Your objective
Copy out every line of the records in which "failed" can be found.

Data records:

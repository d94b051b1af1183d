// Engine configuration
//
// Loaded from a TOML file with every section optional; missing values fall
// back to conservative defaults so a bare `[database]` url is enough to run.
// A handful of environment variables override the file for container deploys.

use std::fs;
use std::path::Path;
use std::time::Duration;

use serde::{Deserialize, Serialize};
use tracing::{debug, warn};

use crate::error::{CuratorError, Result};

/// Top-level configuration for the engine.
#[derive(Debug, Clone, Default, Serialize, Deserialize)]
#[serde(default)]
pub struct EngineConfig {
    pub database: DatabaseConfig,
    pub throttle: ThrottleConfig,
    pub locks: LockConfig,
    pub operations: OperationConfig,
    pub builds: BuildConfig,
    pub integrity: IntegrityConfig,
    pub lifecycle: LifecycleConfig,
}

/// Connection settings for the control-plane pool.
#[derive(Debug, Clone, Serialize, Deserialize)]
#[serde(default)]
pub struct DatabaseConfig {
    /// Connection URL. Overridden by CURATOR_DATABASE_URL / DATABASE_URL.
    pub url: String,

    /// application_name reported to the server for every session
    pub application_name: String,

    /// Pool size for catalog reads and transactional bookkeeping
    pub max_connections: u32,

    /// How long to wait for a pooled connection before giving up
    pub acquire_timeout_seconds: u64,
}

impl Default for DatabaseConfig {
    fn default() -> Self {
        Self {
            url: "postgres://localhost:5432/postgres".to_string(),
            application_name: "curator".to_string(),
            max_connections: (num_cpus::get() as u32).clamp(2, 8),
            acquire_timeout_seconds: 30,
        }
    }
}

/// CPU throttle governor thresholds.
#[derive(Debug, Clone, Serialize, Deserialize)]
#[serde(default)]
pub struct ThrottleConfig {
    /// Mutations are declined while instantaneous or windowed CPU exceeds this
    pub cpu_threshold_percent: f64,

    /// Breaching this during a build emits a warning but never kills the build
    pub hard_ceiling_percent: f64,

    /// Pacing floor between schema mutations
    pub min_seconds_between_mutations: u64,

    /// Suggested wait when declining for CPU pressure
    pub cooldown_seconds: u64,

    /// Width of the rolling CPU sample window
    pub window_seconds: u64,

    /// Background sampling cadence
    pub sample_interval_seconds: u64,

    /// Re-check cadence inside wait_for_cooldown
    pub cooldown_poll_seconds: u64,

    /// Upper bound on how long background work waits for CPU to settle
    pub max_cooldown_wait_seconds: u64,
}

impl Default for ThrottleConfig {
    fn default() -> Self {
        Self {
            cpu_threshold_percent: 80.0,
            hard_ceiling_percent: 95.0,
            min_seconds_between_mutations: 300, // 5 minutes
            cooldown_seconds: 60,
            window_seconds: 60,
            sample_interval_seconds: 5,
            cooldown_poll_seconds: 5,
            max_cooldown_wait_seconds: 600,
        }
    }
}

/// In-process resource lock settings.
#[derive(Debug, Clone, Serialize, Deserialize)]
#[serde(default)]
pub struct LockConfig {
    /// Default lease on a resource lock; stale sweep reclaims at 2x this
    pub default_timeout_seconds: u64,

    /// How often the background sweep looks for abandoned locks
    pub sweep_interval_seconds: u64,
}

impl Default for LockConfig {
    fn default() -> Self {
        Self {
            default_timeout_seconds: 300,
            sweep_interval_seconds: 60,
        }
    }
}

/// Safe-operation scope settings.
#[derive(Debug, Clone, Serialize, Deserialize)]
#[serde(default)]
pub struct OperationConfig {
    /// Operations registered longer than this are flagged as stuck
    pub max_duration_seconds: u64,
}

impl Default for OperationConfig {
    fn default() -> Self {
        Self {
            max_duration_seconds: 3600, // 1 hour
        }
    }
}

/// Concurrent index build settings.
#[derive(Debug, Clone, Serialize, Deserialize)]
#[serde(default)]
pub struct BuildConfig {
    /// A build still running past this is reported as hanging
    pub hang_threshold_seconds: u64,

    /// Progress poll cadence for in-flight builds
    pub poll_interval_seconds: u64,

    /// statement_timeout applied to the build session
    pub statement_timeout_seconds: u64,
}

impl Default for BuildConfig {
    fn default() -> Self {
        Self {
            hang_threshold_seconds: 3600,
            poll_interval_seconds: 30,
            statement_timeout_seconds: 3600,
        }
    }
}

/// Periodic integrity sweep settings.
#[derive(Debug, Clone, Serialize, Deserialize)]
#[serde(default)]
pub struct IntegrityConfig {
    pub sweep_interval_seconds: u64,

    /// When false the sweep only reports; cleanup routines never run
    pub remediate: bool,
}

impl Default for IntegrityConfig {
    fn default() -> Self {
        Self {
            sweep_interval_seconds: 900, // 15 minutes
            remediate: true,
        }
    }
}

/// Scheduled maintenance cadences and their sub-task knobs.
#[derive(Debug, Clone, Serialize, Deserialize)]
#[serde(default)]
pub struct LifecycleConfig {
    pub enabled: bool,

    /// Schemas under management
    pub tenants: Vec<String>,

    /// How often the scheduler checks whether a cadence is due
    pub check_interval_seconds: u64,

    pub weekly_interval_days: i64,
    pub monthly_interval_days: i64,

    pub cleanup: CleanupConfig,
    pub reindex: ReindexConfig,
    pub statistics: StatisticsConfig,
    pub vacuum: VacuumConfig,
}

impl Default for LifecycleConfig {
    fn default() -> Self {
        Self {
            enabled: true,
            tenants: vec!["public".to_string()],
            check_interval_seconds: 3600,
            weekly_interval_days: 7,
            monthly_interval_days: 30,
            cleanup: CleanupConfig::default(),
            reindex: ReindexConfig::default(),
            statistics: StatisticsConfig::default(),
            vacuum: VacuumConfig::default(),
        }
    }
}

/// Unused-index cleanup thresholds.
#[derive(Debug, Clone, Serialize, Deserialize)]
#[serde(default)]
pub struct CleanupConfig {
    pub enabled: bool,

    /// Indexes with fewer lifetime scans than this are candidates
    pub min_scans: i64,

    /// Only considered once the statistics window covers this many days
    pub days_unused: i64,

    /// Report candidates without dropping them
    pub dry_run: bool,

    /// When set, only indexes with this name prefix are ever dropped
    pub managed_prefix: Option<String>,
}

impl Default for CleanupConfig {
    fn default() -> Self {
        Self {
            enabled: true,
            min_scans: 10,
            days_unused: 7,
            dry_run: true,
            managed_prefix: None,
        }
    }
}

/// Bloated-index rebuild thresholds.
#[derive(Debug, Clone, Serialize, Deserialize)]
#[serde(default)]
pub struct ReindexConfig {
    pub enabled: bool,

    /// Estimated bloat percentage that marks an index for rebuild
    pub bloat_threshold_percent: f64,

    /// Ignore indexes smaller than this; bloat estimates are noise below it
    pub min_size_mb: i64,

    pub dry_run: bool,

    /// Permit a blocking REINDEX when the concurrent form is unavailable.
    /// Off by default; blocking rebuilds take exclusive table locks.
    pub allow_blocking_fallback: bool,
}

impl Default for ReindexConfig {
    fn default() -> Self {
        Self {
            enabled: true,
            bloat_threshold_percent: 30.0,
            min_size_mb: 10,
            dry_run: true,
            allow_blocking_fallback: false,
        }
    }
}

/// Planner statistics refresh thresholds.
#[derive(Debug, Clone, Serialize, Deserialize)]
#[serde(default)]
pub struct StatisticsConfig {
    pub enabled: bool,

    /// Tables not analyzed within this many days get an ANALYZE
    pub staleness_days: i64,
}

impl Default for StatisticsConfig {
    fn default() -> Self {
        Self {
            enabled: true,
            staleness_days: 7,
        }
    }
}

/// Monthly vacuum settings.
#[derive(Debug, Clone, Serialize, Deserialize)]
#[serde(default)]
pub struct VacuumConfig {
    pub enabled: bool,

    /// Cap on tables vacuumed per pass
    pub max_tables_per_pass: usize,
}

impl Default for VacuumConfig {
    fn default() -> Self {
        Self {
            enabled: true,
            max_tables_per_pass: 25,
        }
    }
}

impl EngineConfig {
    /// Load configuration from a TOML file, falling back to defaults when the
    /// file does not exist. Environment overrides apply in both cases.
    pub fn load(path: Option<&Path>) -> Result<Self> {
        let mut config = match path {
            Some(p) if p.exists() => {
                let content = fs::read_to_string(p)?;
                let parsed: EngineConfig = toml::from_str(&content)
                    .map_err(|e| CuratorError::Config(format!("failed to parse {}: {}", p.display(), e)))?;
                debug!("Loaded configuration from: {}", p.display());
                parsed
            }
            Some(p) => {
                warn!("Configuration file {} not found, using defaults", p.display());
                EngineConfig::default()
            }
            None => EngineConfig::default(),
        };

        config.apply_env_overrides();
        config.validate()?;
        Ok(config)
    }

    /// Parse configuration from a TOML string (used by tests and embedders).
    pub fn from_toml_str(content: &str) -> Result<Self> {
        let config: EngineConfig = toml::from_str(content)
            .map_err(|e| CuratorError::Config(format!("failed to parse config: {}", e)))?;
        config.validate()?;
        Ok(config)
    }

    /// Serialize the effective configuration, e.g. for `--print-config`.
    pub fn to_toml_string(&self) -> Result<String> {
        toml::to_string_pretty(self)
            .map_err(|e| CuratorError::Config(format!("failed to serialize config: {}", e)))
    }

    fn apply_env_overrides(&mut self) {
        if let Ok(url) = std::env::var("CURATOR_DATABASE_URL") {
            self.database.url = url;
        } else if let Ok(url) = std::env::var("DATABASE_URL") {
            self.database.url = url;
        }
        if let Ok(raw) = std::env::var("CURATOR_CPU_THRESHOLD") {
            match raw.parse::<f64>() {
                Ok(v) => self.throttle.cpu_threshold_percent = v,
                Err(_) => warn!("Ignoring non-numeric CURATOR_CPU_THRESHOLD: {}", raw),
            }
        }
        if let Ok(raw) = std::env::var("CURATOR_DRY_RUN") {
            let on = matches!(raw.as_str(), "1" | "true" | "yes");
            self.lifecycle.cleanup.dry_run = on;
            self.lifecycle.reindex.dry_run = on;
        }
    }

    fn validate(&self) -> Result<()> {
        if self.database.url.is_empty() {
            return Err(CuratorError::Config("database.url must not be empty".into()));
        }
        if self.throttle.cpu_threshold_percent <= 0.0 || self.throttle.cpu_threshold_percent > 100.0 {
            return Err(CuratorError::Config(
                "throttle.cpu_threshold_percent must be in (0, 100]".into(),
            ));
        }
        if self.throttle.hard_ceiling_percent < self.throttle.cpu_threshold_percent {
            return Err(CuratorError::Config(
                "throttle.hard_ceiling_percent must be >= cpu_threshold_percent".into(),
            ));
        }
        if self.lifecycle.tenants.is_empty() {
            return Err(CuratorError::Config("lifecycle.tenants must not be empty".into()));
        }
        for tenant in &self.lifecycle.tenants {
            if !crate::utils::sql::is_valid_identifier(tenant) {
                return Err(CuratorError::Config(format!(
                    "lifecycle.tenants entry '{}' is not a valid schema name",
                    tenant
                )));
            }
        }
        Ok(())
    }
}

impl ThrottleConfig {
    pub fn min_between_mutations(&self) -> Duration {
        Duration::from_secs(self.min_seconds_between_mutations)
    }

    pub fn cooldown(&self) -> Duration {
        Duration::from_secs(self.cooldown_seconds)
    }

    pub fn window(&self) -> Duration {
        Duration::from_secs(self.window_seconds)
    }

    pub fn sample_interval(&self) -> Duration {
        Duration::from_secs(self.sample_interval_seconds)
    }

    pub fn cooldown_poll(&self) -> Duration {
        Duration::from_secs(self.cooldown_poll_seconds)
    }

    pub fn max_cooldown_wait(&self) -> Duration {
        Duration::from_secs(self.max_cooldown_wait_seconds)
    }
}

impl LockConfig {
    pub fn default_timeout(&self) -> Duration {
        Duration::from_secs(self.default_timeout_seconds)
    }
}

impl BuildConfig {
    pub fn statement_timeout(&self) -> Duration {
        Duration::from_secs(self.statement_timeout_seconds)
    }
}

Exercise output
                    .map_err(|e| CuratorError::Config(format!("failed to parse {}: {}", p.display(), e)))?;
            .map_err(|e| CuratorError::Config(format!("failed to parse config: {}", e)))?;
            .map_err(|e| CuratorError::Config(format!("failed to serialize config: {}", e)))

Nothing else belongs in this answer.